About this exercise: Only one span of the listing below is wanted: the lines from the one with "HTTP API (default)." through the one with "use taskboard_infra::InMemoryStore;", reproduced exactly, both ends kept.

Available data:
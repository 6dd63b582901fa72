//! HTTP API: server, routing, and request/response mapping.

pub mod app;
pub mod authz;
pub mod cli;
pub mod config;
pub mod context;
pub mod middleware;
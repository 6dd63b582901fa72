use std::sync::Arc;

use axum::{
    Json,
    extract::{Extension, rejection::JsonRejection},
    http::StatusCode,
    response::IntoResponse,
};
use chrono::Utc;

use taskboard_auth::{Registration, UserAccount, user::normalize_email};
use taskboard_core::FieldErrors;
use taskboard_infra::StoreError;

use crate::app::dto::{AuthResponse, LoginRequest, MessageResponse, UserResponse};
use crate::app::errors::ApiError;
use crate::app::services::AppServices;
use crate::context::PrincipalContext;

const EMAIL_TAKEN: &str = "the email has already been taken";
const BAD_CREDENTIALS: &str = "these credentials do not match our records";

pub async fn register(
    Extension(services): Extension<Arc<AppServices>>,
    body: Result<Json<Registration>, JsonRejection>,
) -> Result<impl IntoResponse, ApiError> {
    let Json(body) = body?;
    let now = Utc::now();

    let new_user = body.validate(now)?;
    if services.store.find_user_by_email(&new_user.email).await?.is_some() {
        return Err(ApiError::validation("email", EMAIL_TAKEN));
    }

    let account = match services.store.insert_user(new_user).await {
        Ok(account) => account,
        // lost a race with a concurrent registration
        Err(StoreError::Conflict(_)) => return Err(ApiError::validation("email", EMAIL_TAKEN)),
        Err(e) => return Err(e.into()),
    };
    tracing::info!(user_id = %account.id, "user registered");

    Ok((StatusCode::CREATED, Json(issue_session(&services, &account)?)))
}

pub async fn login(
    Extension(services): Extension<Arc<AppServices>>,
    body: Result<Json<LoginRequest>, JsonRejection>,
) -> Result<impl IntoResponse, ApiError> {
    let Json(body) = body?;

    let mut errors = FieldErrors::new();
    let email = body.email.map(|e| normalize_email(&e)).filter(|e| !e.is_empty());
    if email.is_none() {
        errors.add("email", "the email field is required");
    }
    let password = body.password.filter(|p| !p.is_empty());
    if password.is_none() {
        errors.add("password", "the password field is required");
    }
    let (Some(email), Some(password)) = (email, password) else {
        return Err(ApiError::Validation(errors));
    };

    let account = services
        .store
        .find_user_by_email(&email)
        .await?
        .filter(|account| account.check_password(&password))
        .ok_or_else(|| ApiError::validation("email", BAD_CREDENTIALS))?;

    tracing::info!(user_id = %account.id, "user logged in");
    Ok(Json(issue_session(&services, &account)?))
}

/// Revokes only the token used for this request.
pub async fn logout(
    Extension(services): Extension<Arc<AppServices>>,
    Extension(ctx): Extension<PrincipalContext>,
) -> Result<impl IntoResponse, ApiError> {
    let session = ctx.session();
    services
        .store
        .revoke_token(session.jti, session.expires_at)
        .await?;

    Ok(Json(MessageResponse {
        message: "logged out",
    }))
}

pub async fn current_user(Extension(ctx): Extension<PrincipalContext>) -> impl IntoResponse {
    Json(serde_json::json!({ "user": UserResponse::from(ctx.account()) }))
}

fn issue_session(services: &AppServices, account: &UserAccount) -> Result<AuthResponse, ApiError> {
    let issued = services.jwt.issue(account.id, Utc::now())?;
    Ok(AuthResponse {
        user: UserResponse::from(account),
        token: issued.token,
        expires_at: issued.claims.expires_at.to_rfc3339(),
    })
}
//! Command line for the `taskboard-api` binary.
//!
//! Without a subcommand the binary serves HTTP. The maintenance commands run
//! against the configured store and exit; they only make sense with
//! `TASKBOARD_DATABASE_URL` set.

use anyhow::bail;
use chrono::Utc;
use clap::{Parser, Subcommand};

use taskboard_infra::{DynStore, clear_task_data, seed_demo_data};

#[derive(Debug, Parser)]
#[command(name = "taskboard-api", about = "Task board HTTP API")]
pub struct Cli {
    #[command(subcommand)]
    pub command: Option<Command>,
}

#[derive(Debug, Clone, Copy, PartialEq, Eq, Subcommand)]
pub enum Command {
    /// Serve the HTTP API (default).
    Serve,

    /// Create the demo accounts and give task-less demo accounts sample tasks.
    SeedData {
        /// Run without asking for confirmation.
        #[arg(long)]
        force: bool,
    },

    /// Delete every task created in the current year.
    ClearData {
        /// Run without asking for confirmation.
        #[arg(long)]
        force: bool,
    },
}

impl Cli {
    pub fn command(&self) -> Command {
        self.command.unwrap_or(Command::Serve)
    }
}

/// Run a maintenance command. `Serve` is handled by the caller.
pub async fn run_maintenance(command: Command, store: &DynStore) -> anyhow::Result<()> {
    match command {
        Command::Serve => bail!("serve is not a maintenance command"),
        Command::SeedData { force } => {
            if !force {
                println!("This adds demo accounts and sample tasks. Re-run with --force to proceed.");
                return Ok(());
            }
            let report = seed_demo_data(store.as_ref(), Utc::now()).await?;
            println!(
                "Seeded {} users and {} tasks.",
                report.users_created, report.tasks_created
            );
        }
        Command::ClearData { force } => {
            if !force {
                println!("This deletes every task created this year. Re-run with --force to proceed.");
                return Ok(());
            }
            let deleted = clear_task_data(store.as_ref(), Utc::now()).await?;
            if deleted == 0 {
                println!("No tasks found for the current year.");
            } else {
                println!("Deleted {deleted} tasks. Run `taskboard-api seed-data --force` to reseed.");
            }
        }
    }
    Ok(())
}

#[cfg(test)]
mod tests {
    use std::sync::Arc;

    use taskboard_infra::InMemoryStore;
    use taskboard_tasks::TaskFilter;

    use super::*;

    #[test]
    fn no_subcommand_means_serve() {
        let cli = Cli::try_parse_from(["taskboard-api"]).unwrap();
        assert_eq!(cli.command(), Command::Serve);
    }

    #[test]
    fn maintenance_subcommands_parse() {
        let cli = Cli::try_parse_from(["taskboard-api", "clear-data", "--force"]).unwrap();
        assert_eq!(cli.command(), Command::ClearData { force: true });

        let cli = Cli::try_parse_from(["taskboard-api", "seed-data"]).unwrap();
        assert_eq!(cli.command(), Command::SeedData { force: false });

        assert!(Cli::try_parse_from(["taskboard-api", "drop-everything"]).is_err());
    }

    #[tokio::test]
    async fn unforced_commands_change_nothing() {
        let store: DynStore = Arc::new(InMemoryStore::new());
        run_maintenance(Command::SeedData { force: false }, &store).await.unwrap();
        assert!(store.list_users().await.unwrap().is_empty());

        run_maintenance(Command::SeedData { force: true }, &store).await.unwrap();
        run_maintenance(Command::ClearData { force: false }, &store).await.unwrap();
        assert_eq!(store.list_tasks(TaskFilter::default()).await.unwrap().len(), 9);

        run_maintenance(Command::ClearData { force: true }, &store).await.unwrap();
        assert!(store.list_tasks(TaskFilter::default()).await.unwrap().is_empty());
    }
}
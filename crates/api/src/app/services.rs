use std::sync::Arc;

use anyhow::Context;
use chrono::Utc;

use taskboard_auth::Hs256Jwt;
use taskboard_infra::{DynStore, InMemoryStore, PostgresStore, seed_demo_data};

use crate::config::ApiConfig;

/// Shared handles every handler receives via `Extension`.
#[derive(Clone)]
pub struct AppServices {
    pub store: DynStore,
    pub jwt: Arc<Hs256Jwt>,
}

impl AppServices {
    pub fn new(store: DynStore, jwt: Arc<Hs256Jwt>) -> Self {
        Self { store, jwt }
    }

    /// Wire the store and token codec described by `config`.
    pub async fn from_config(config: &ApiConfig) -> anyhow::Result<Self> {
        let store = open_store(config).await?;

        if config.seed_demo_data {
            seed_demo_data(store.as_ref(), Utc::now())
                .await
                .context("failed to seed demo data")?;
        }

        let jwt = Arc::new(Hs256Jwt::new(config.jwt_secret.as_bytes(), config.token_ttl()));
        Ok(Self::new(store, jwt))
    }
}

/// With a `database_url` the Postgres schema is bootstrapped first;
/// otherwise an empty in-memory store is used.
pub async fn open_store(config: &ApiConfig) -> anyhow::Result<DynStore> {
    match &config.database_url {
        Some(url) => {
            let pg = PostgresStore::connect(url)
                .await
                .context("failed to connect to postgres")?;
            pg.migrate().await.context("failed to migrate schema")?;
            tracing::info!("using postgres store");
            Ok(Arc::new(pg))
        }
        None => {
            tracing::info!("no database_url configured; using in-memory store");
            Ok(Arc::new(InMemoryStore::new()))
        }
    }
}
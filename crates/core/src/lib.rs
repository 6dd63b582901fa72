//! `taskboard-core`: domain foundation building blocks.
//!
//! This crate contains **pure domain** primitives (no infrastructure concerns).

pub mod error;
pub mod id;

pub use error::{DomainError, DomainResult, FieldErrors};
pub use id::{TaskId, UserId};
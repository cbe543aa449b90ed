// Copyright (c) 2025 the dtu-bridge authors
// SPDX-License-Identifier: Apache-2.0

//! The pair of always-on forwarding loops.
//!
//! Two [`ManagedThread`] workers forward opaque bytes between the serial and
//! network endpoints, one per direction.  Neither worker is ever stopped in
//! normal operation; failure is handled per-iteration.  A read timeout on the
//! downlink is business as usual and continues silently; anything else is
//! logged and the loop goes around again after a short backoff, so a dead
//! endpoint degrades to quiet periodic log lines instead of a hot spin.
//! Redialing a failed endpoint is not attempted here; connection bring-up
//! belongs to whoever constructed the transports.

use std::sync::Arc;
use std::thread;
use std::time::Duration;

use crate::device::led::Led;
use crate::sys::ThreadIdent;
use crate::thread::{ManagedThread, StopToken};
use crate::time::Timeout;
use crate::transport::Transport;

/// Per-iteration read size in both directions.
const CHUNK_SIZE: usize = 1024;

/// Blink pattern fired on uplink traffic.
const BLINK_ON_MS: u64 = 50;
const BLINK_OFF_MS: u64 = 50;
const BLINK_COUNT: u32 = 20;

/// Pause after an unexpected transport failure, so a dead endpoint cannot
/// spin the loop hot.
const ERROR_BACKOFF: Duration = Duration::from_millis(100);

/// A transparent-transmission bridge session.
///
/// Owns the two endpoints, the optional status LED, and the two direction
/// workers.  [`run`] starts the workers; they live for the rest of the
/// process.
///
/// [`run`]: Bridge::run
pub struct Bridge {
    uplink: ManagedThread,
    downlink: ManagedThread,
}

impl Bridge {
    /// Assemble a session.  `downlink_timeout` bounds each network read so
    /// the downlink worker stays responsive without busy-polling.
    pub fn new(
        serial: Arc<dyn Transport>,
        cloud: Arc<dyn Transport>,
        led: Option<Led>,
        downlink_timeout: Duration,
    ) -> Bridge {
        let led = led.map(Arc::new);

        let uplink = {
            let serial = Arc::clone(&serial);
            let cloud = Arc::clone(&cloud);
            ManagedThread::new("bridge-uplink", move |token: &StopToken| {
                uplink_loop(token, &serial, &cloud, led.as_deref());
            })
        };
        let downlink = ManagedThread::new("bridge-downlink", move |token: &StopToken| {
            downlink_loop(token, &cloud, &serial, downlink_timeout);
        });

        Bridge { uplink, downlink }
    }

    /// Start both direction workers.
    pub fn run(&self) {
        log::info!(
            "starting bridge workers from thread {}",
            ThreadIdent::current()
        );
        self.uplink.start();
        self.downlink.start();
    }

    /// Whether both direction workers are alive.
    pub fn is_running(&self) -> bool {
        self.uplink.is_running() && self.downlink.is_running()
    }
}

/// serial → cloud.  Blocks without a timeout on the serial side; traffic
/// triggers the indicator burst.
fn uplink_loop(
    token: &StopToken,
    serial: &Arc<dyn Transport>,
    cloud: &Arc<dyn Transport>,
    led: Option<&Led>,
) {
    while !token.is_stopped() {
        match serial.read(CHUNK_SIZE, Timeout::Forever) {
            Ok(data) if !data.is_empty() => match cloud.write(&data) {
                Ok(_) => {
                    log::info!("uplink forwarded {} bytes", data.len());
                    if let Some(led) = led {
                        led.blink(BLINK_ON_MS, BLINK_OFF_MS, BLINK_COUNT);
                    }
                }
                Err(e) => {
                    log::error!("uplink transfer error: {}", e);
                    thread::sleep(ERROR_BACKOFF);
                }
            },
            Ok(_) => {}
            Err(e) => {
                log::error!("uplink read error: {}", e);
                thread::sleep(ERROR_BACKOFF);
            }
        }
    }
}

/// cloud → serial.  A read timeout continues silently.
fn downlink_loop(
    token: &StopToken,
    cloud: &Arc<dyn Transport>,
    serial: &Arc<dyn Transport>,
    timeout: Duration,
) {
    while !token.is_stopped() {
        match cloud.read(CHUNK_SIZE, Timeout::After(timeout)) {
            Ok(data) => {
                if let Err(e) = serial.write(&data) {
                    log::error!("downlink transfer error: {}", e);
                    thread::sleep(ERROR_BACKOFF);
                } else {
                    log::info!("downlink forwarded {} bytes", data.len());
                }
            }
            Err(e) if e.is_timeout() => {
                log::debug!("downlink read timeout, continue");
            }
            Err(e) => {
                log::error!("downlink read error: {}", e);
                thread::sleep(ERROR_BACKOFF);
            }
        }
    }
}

Final answer:
    /// Serve the HTTP API (default).
    Serve,

    /// Create the demo accounts and give task-less demo accounts sample tasks.
    SeedData {
        /// Run without asking for confirmation.
        #[arg(long)]
        force: bool,
    },

    /// Delete every task created in the current year.
    ClearData {
        /// Run without asking for confirmation.
        #[arg(long)]
        force: bool,
    },
}

impl Cli {
    pub fn command(&self) -> Command {
        self.command.unwrap_or(Command::Serve)
    }
}

/// Run a maintenance command. `Serve` is handled by the caller.
pub async fn run_maintenance(command: Command, store: &DynStore) -> anyhow::Result<()> {
    match command {
        Command::Serve => bail!("serve is not a maintenance command"),
        Command::SeedData { force } => {
            if !force {
                println!("This adds demo accounts and sample tasks. Re-run with --force to proceed.");
                return Ok(());
            }
            let report = seed_demo_data(store.as_ref(), Utc::now()).await?;
            println!(
                "Seeded {} users and {} tasks.",
                report.users_created, report.tasks_created
            );
        }
        Command::ClearData { force } => {
            if !force {
                println!("This deletes every task created this year. Re-run with --force to proceed.");
                return Ok(());
            }
            let deleted = clear_task_data(store.as_ref(), Utc::now()).await?;
            if deleted == 0 {
                println!("No tasks found for the current year.");
            } else {
                println!("Deleted {deleted} tasks. Run `taskboard-api seed-data --force` to reseed.");
            }
        }
    }
    Ok(())
}

#[cfg(test)]
mod tests {
    use std::sync::Arc;

    use taskboard_infra::InMemoryStore;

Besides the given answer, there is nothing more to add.